_Task item:_ What is the number of lines in the listing that contain "KeyEvent"? Give that number only.

= = = = =

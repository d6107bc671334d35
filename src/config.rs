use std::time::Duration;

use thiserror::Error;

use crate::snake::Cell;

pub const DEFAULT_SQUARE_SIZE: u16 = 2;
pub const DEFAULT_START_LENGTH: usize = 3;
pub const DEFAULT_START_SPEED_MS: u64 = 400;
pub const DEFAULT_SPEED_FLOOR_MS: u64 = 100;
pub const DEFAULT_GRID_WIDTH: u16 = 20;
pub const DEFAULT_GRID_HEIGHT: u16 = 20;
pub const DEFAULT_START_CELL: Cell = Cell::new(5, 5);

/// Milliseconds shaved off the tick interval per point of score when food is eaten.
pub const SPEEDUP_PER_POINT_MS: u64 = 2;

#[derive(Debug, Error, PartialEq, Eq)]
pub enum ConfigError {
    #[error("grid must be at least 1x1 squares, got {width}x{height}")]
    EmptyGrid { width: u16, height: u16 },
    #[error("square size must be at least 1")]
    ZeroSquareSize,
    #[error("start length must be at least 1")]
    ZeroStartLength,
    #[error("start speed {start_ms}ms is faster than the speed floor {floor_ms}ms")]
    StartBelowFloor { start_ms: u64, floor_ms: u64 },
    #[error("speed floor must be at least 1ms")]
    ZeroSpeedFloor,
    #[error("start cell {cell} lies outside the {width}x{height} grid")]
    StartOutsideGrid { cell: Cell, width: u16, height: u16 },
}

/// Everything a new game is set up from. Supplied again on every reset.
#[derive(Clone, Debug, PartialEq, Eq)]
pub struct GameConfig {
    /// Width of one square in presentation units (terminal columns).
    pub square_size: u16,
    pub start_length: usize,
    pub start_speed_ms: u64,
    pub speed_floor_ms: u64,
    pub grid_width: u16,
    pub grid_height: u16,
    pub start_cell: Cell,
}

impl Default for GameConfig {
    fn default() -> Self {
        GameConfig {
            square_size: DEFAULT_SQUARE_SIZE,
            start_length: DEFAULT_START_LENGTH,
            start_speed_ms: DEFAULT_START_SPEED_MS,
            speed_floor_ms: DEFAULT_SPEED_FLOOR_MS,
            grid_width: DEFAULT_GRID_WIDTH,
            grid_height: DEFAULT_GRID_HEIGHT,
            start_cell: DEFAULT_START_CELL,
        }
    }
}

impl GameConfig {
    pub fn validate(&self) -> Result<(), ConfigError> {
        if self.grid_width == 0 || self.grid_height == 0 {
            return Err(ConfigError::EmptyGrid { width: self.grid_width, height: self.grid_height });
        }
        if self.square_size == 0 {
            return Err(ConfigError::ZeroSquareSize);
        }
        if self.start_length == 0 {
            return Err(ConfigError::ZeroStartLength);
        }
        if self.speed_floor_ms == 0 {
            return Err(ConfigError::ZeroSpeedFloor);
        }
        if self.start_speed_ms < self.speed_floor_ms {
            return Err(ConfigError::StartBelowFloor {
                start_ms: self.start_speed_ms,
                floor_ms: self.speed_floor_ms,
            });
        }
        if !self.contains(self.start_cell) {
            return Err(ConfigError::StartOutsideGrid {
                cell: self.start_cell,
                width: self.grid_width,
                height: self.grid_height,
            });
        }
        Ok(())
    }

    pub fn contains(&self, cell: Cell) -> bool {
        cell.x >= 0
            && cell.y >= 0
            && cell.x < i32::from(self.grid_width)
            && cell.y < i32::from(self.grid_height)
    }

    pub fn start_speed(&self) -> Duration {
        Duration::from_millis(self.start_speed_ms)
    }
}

= = = = =

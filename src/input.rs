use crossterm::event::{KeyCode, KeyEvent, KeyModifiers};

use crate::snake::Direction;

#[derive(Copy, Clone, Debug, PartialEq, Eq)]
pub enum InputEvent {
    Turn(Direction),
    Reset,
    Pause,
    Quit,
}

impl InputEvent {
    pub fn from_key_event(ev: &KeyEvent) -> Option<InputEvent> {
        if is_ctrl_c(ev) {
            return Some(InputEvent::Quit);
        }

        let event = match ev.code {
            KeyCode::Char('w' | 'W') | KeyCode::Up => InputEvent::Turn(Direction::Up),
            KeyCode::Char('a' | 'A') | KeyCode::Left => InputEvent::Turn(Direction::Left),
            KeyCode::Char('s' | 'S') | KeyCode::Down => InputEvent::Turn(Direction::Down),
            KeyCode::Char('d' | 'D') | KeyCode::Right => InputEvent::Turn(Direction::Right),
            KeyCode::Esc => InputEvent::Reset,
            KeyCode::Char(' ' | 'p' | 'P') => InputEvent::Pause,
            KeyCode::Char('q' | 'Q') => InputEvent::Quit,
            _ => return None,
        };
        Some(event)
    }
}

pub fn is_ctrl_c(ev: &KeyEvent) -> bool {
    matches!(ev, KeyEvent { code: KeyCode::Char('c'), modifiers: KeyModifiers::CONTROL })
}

= = = = =

_Exercise answer:_ 4